The club, meanwhile, complained about the hick town that was Sydney, saying that the stadium was shabby (unlike the wonderful King Fahd Stadium) and that the hotel they were staying (I assume Pullman Quay Grand Sydney Harbour) was too small (because unlike Saudi Arabia, Australia has this strange concept of wealth redistribution).

Back in Saudi Arabia, coach Laurentiu Reghecampf donned his Laurentiu of Arabia look, saying no way in hell Wanderers could defeat hims the second time, while Vice President Prince Abdulrahman bin Musaad asked Saudis to pray and do charity works, so that the pleased Allah will help Al Hilal with victory.
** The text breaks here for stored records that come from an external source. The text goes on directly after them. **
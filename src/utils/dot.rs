//! Escaping for Graphviz DOT output.

/// Escapes a string for use inside a DOT label.
///
/// Covers quotes, backslashes, newlines, and the angle brackets that generic
/// method names carry.
#[must_use]
pub fn escape_dot(s: &str) -> String {
    let mut out = String::with_capacity(s.len());
    for c in s.chars() {
        match c {
            '\\' => out.push_str("\\\\"),
            '"' => out.push_str("\\\""),
            '\n' => out.push_str("\\n"),
            '\r' => {}
            '<' => out.push_str("\\<"),
            '>' => out.push_str("\\>"),
            _ => out.push(c),
        }
    }
    out
}
//! Low-level byte stream parser for IL decoding.
//!
//! This module provides the [`Parser`] type, a cursor-based binary reader over a
//! method body's IL blob. All operations are bounds checked so that truncated or
//! corrupted bytecode surfaces as [`Error::OutOfBounds`](crate::Error::OutOfBounds)
//! instead of a panic.

use crate::{Error, Result};

mod sealed {
    pub trait Sealed {}
}

/// Primitive types readable from an IL blob in little-endian byte order.
///
/// This trait is sealed; it is implemented for exactly the integer and floating
/// point widths that appear as CIL operands.
pub trait IlRead: sealed::Sealed + Sized {
    /// Number of bytes consumed when reading this type.
    const SIZE: usize;

    /// Decodes a value from the first `SIZE` bytes of `data`.
    ///
    /// Callers guarantee `data.len() >= SIZE`.
    fn from_le(data: &[u8]) -> Self;
}

macro_rules! impl_il_read {
    ($($t:ty),*) => {
        $(
            impl sealed::Sealed for $t {}
            impl IlRead for $t {
                const SIZE: usize = std::mem::size_of::<$t>();

                fn from_le(data: &[u8]) -> Self {
                    let mut bytes = [0u8; std::mem::size_of::<$t>()];
                    bytes.copy_from_slice(&data[..std::mem::size_of::<$t>()]);
                    <$t>::from_le_bytes(bytes)
                }
            }
        )*
    };
}

impl_il_read!(u8, i8, u16, i16, u32, i32, u64, i64, f32, f64);

/// A bounds-checked cursor over an IL byte stream.
///
/// `Parser` maintains a position within a borrowed byte slice and provides
/// little-endian primitive reads for sequential instruction decoding.
///
/// # Examples
///
/// ```rust
/// use cilflow::il::Parser;
///
/// let data = [0x01, 0x02, 0x03, 0x04];
/// let mut parser = Parser::new(&data);
///
/// let value = parser.read_le::<u16>()?;
/// assert_eq!(value, 0x0201);
/// assert_eq!(parser.pos(), 2);
/// # Ok::<(), cilflow::Error>(())
/// ```
#[derive(Debug)]
pub struct Parser<'a> {
    data: &'a [u8],
    position: usize,
}

impl<'a> Parser<'a> {
    /// Creates a new parser over the given byte slice, positioned at the start.
    #[must_use]
    pub const fn new(data: &'a [u8]) -> Self {
        Parser { data, position: 0 }
    }

    /// Total length of the underlying data in bytes.
    #[must_use]
    pub const fn len(&self) -> usize {
        self.data.len()
    }

    /// Returns `true` if the underlying data is empty.
    #[must_use]
    pub const fn is_empty(&self) -> bool {
        self.data.is_empty()
    }

    /// Current cursor position.
    #[must_use]
    pub const fn pos(&self) -> usize {
        self.position
    }

    /// Returns `true` if at least one more byte can be read.
    #[must_use]
    pub const fn has_more_data(&self) -> bool {
        self.position < self.data.len()
    }

    /// Moves the cursor to an absolute position.
    ///
    /// Seeking to the end of the data is allowed; seeking past it is not.
    ///
    /// # Errors
    ///
    /// [`Error::OutOfBounds`] if `position` exceeds the data length.
    pub fn seek(&mut self, position: usize) -> Result<()> {
        if position > self.data.len() {
            return Err(Error::OutOfBounds);
        }

        self.position = position;
        Ok(())
    }

    /// Reads a little-endian primitive and advances the cursor past it.
    ///
    /// # Errors
    ///
    /// [`Error::OutOfBounds`] if fewer than `T::SIZE` bytes remain.
    pub fn read_le<T: IlRead>(&mut self) -> Result<T> {
        let end = self
            .position
            .checked_add(T::SIZE)
            .ok_or(Error::OutOfBounds)?;
        if end > self.data.len() {
            return Err(Error::OutOfBounds);
        }

        let value = T::from_le(&self.data[self.position..end]);
        self.position = end;
        Ok(value)
    }
}

#[cfg(test)]
mod tests {
    use super::*;

    #[test]
    fn read_le_sequence() {
        let data = [0x01, 0x02, 0x03, 0x04, 0x05, 0x06, 0x07, 0x08];
        let mut parser = Parser::new(&data);

        assert_eq!(parser.read_le::<u32>().unwrap(), 0x0403_0201);
        assert_eq!(parser.read_le::<u16>().unwrap(), 0x0605);
        assert_eq!(parser.pos(), 6);
        assert!(parser.has_more_data());
    }

    #[test]
    fn read_le_signed() {
        let data = [0xFF];
        let mut parser = Parser::new(&data);
        assert_eq!(parser.read_le::<i8>().unwrap(), -1);
        assert!(!parser.has_more_data());
    }

    #[test]
    fn read_past_end() {
        let data = [0x01, 0x02];
        let mut parser = Parser::new(&data);
        assert_eq!(parser.read_le::<u32>(), Err(Error::OutOfBounds));
        // Position is untouched on failure.
        assert_eq!(parser.pos(), 0);
    }

    #[test]
    fn seek_bounds() {
        let data = [0x01, 0x02];
        let mut parser = Parser::new(&data);
        assert!(parser.seek(2).is_ok());
        assert!(!parser.has_more_data());
        assert_eq!(parser.seek(3), Err(Error::OutOfBounds));
    }
}
//! CIL instruction representation and control flow classification.
//!
//! This module defines the typed representation of decoded CIL instructions. The
//! central type is [`Instruction`], which carries the instruction's offset within
//! the method body, its mnemonic, its [`FlowType`] classification, and a typed
//! [`Operand`]. Branch targets are stored as absolute method-body offsets.

use crate::{Error, Result};

/// How an instruction affects control flow.
///
/// This classification drives basic block boundary discovery and successor edge
/// construction. Every CIL opcode maps into exactly one variant.
///
/// # Examples
///
/// ```rust
/// use cilflow::il::FlowType;
///
/// assert!(FlowType::Return.is_unconditional_transfer());
/// assert!(!FlowType::ConditionalBranch.is_unconditional_transfer());
/// assert!(FlowType::Leave.has_branch_target());
/// ```
#[derive(Debug, Clone, Copy, PartialEq, Eq)]
pub enum FlowType {
    /// Normal execution continues to the next instruction
    Sequential,
    /// Call to another method, execution resumes at the next instruction
    Call,
    /// Conditional branch to another location (fallthrough still applies)
    ConditionalBranch,
    /// Always branches to another location (unconditional jump)
    UnconditionalBranch,
    /// Exits a protected region and branches to a target outside it
    Leave,
    /// Multi-way branch (switch statement)
    Switch,
    /// Returns from the current method
    Return,
    /// Exception throwing (`throw` and `rethrow`)
    Throw,
    /// End of a finally or fault handler
    EndFinally,
    /// End of a filter decision block
    EndFilter,
    /// Transfers control to another method without returning (`jmp`)
    Jump,
}

impl FlowType {
    /// Returns `true` if no fallthrough successor exists after this instruction.
    ///
    /// Covers unconditional branches, `leave`, and all terminal forms (`ret`,
    /// `throw`, `rethrow`, `endfinally`, `endfilter`, `jmp`). A block ending in
    /// one of these never receives a synthesized fallthrough edge.
    #[must_use]
    pub const fn is_unconditional_transfer(&self) -> bool {
        matches!(
            self,
            Self::UnconditionalBranch
                | Self::Leave
                | Self::Return
                | Self::Throw
                | Self::EndFinally
                | Self::EndFilter
                | Self::Jump
        )
    }

    /// Returns `true` if no fallthrough successor edge is synthesized after
    /// this instruction.
    ///
    /// Every unconditional transfer qualifies, and so does `switch`: a switch
    /// block's successor set comes entirely from its target table.
    #[must_use]
    pub const fn suppresses_fallthrough(&self) -> bool {
        self.is_unconditional_transfer() || matches!(self, Self::Switch)
    }

    /// Returns `true` if this instruction carries a single branch target operand.
    #[must_use]
    pub const fn has_branch_target(&self) -> bool {
        matches!(
            self,
            Self::ConditionalBranch | Self::UnconditionalBranch | Self::Leave
        )
    }

    /// Returns `true` if the instruction physically following this one must
    /// start a new basic block.
    ///
    /// True for every control transfer, conditional or not: the next
    /// instruction is either reachable from two control paths (branch
    /// fallthrough plus whatever falls into the branch) or begins a region
    /// unreachable by fallthrough entirely.
    #[must_use]
    pub const fn ends_block(&self) -> bool {
        !matches!(self, Self::Sequential | Self::Call)
    }
}

/// A typed operand of a CIL instruction.
///
/// Branch and `leave` instructions carry [`Operand::Target`] with the absolute
/// method-body offset of the destination (already resolved from the relative IL
/// displacement); `switch` carries [`Operand::Switch`] with absolute offsets in
/// table order. All other shapes are opaque to control flow analysis.
#[derive(Debug, Clone, PartialEq)]
pub enum Operand {
    /// No operand present
    None,
    /// Signed 8-bit immediate
    Int8(i8),
    /// Unsigned 8-bit immediate (short-form variable/argument index)
    UInt8(u8),
    /// Unsigned 16-bit immediate (long-form variable/argument index)
    UInt16(u16),
    /// Signed 32-bit immediate
    Int32(i32),
    /// Signed 64-bit immediate
    Int64(i64),
    /// 32-bit floating point immediate
    Float32(f32),
    /// 64-bit floating point immediate
    Float64(f64),
    /// Metadata token reference
    Token(u32),
    /// Branch target as an absolute method-body offset
    Target(u32),
    /// Switch table of absolute method-body offsets
    Switch(Vec<u32>),
}

/// A single decoded CIL instruction.
///
/// Instructions are immutable once constructed and owned by exactly one basic
/// block after graph construction. Offsets are unique and monotonically
/// increasing within a method body.
///
/// # Examples
///
/// ```rust
/// use cilflow::il::{decode_instruction, Parser};
///
/// let mut parser = Parser::new(&[0x2A]); // ret
/// let instruction = decode_instruction(&mut parser)?;
/// assert_eq!(instruction.mnemonic, "ret");
/// assert_eq!(instruction.size, 1);
/// # Ok::<(), cilflow::Error>(())
/// ```
#[derive(Debug, Clone, PartialEq)]
pub struct Instruction {
    /// Offset of this instruction from the start of the method body
    pub offset: u32,
    /// Size of this instruction in bytes, operand included
    pub size: u32,
    /// Primary opcode byte
    pub opcode: u8,
    /// Prefix byte (0 if no prefix)
    pub prefix: u8,
    /// Human-readable instruction mnemonic (e.g. "add", "brtrue.s", "ret")
    pub mnemonic: &'static str,
    /// How this instruction affects control flow
    pub flow_type: FlowType,
    /// The operand data for this instruction
    pub operand: Operand,
}

impl Instruction {
    /// Offset of the instruction physically following this one.
    #[must_use]
    pub const fn next_offset(&self) -> u32 {
        self.offset + self.size
    }

    /// Returns the single branch target of this instruction.
    ///
    /// # Errors
    ///
    /// [`Error::MalformedOperand`] if the instruction is classified as a
    /// single-target branch but does not carry a [`Operand::Target`] operand.
    pub fn branch_target(&self) -> Result<u32> {
        match self.operand {
            Operand::Target(target) => Ok(target),
            _ => Err(Error::MalformedOperand {
                offset: self.offset,
            }),
        }
    }

    /// Returns the switch target table of this instruction.
    ///
    /// # Errors
    ///
    /// [`Error::MalformedOperand`] if the instruction does not carry a
    /// [`Operand::Switch`] operand.
    pub fn switch_targets(&self) -> Result<&[u32]> {
        match &self.operand {
            Operand::Switch(targets) => Ok(targets),
            _ => Err(Error::MalformedOperand {
                offset: self.offset,
            }),
        }
    }
}

#[cfg(test)]
mod tests {
    use super::*;

    fn branch(offset: u32, operand: Operand) -> Instruction {
        Instruction {
            offset,
            size: 2,
            opcode: 0x2B,
            prefix: 0,
            mnemonic: "br.s",
            flow_type: FlowType::UnconditionalBranch,
            operand,
        }
    }

    #[test]
    fn unconditional_transfer_classification() {
        assert!(FlowType::UnconditionalBranch.is_unconditional_transfer());
        assert!(FlowType::Leave.is_unconditional_transfer());
        assert!(FlowType::Return.is_unconditional_transfer());
        assert!(FlowType::Throw.is_unconditional_transfer());
        assert!(FlowType::EndFinally.is_unconditional_transfer());
        assert!(FlowType::EndFilter.is_unconditional_transfer());
        assert!(FlowType::Jump.is_unconditional_transfer());

        assert!(!FlowType::Sequential.is_unconditional_transfer());
        assert!(!FlowType::Call.is_unconditional_transfer());
        assert!(!FlowType::ConditionalBranch.is_unconditional_transfer());
        assert!(!FlowType::Switch.is_unconditional_transfer());
    }

    #[test]
    fn switch_suppresses_fallthrough() {
        assert!(FlowType::Switch.suppresses_fallthrough());
        assert!(FlowType::Return.suppresses_fallthrough());
        assert!(!FlowType::ConditionalBranch.suppresses_fallthrough());
        assert!(!FlowType::Call.suppresses_fallthrough());
    }

    #[test]
    fn ends_block_covers_all_transfers() {
        assert!(FlowType::ConditionalBranch.ends_block());
        assert!(FlowType::Switch.ends_block());
        assert!(FlowType::Return.ends_block());
        assert!(!FlowType::Sequential.ends_block());
        assert!(!FlowType::Call.ends_block());
    }

    #[test]
    fn branch_target_accessor() {
        let instr = branch(4, Operand::Target(10));
        assert_eq!(instr.branch_target().unwrap(), 10);
        assert_eq!(instr.next_offset(), 6);
    }

    #[test]
    fn branch_target_wrong_shape() {
        let instr = branch(4, Operand::Int32(10));
        assert_eq!(
            instr.branch_target(),
            Err(Error::MalformedOperand { offset: 4 })
        );
    }

    #[test]
    fn switch_targets_wrong_shape() {
        let instr = branch(0, Operand::None);
        assert!(instr.switch_targets().is_err());
    }
}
Theeen…another VP, Mohamad al Hmaidani, called Al Hilal supporters to beat up other clubs’ supporters claiming bin Talal’s free ticket offers, added with obligatory “Yo’ Mama” expression.

At the first half, Al Hilal supporters used laser beams to intimidate the Wanderers (I expect it on the upcoming AFF Suzuki Cup. Idiots), unaware that the radiation gave Ante Covic superpower. Nassir Al Shamrani, one of Saudi’s finest strikers, became the villain of the final after repeatedly attacking substitute Matthew Spiranovic (Nishimura ignored, funny guy), then spat on him, and his club went on to win the Fair Play Award (previous winners were always Japanese and Korean clubs).

2. Guangzhou Evergrande (China)

What’s this, early football video game where the players use the same animation?

I tried to look the silver lining of Chinese football. When China were in the 2002 World Cup, I felt the great moment of Pan-Asian pride (of course, I relished the Germany 8 Saudi Arabia 0 match). But Chinese attitude in politics, environment, human rights, and its clubs attitude, made it harder for me to appreciate any bit of my ancestors’ homeland.

Again, Western Sydney Wanderers. Again, Juric scored the single goal in a night in Parramatta. Again, the richer club made several threats against the Australians. We are giants with wealth and power you can’t imagine. Evergrande even could take the brag to another notch – our coach had won the World Cup and the UEFA Champions League and our playmaker was good enough to play in the World Cup (I always insert Diamanti into my Italy 23). We are unbeatable. Our fanatical supporters will surround you in a massive dome you never seen before (again, Evergrande relied on female supporters, unlike Al Hilal who shunned them). We will show you the power of Asian football that will make you speechless. Prepare to suffer.

Essentially, both the royal Saudi and Chinese (for a communist state, they take their royalty seriously, don’t they?) can’t forgive the Australians for so many things. For setting up shop nearby. For being one of the best countries in the world without producing anything luxurious. For not being a part of thousand years imperial history. For being white and speaking English. For being a democracy.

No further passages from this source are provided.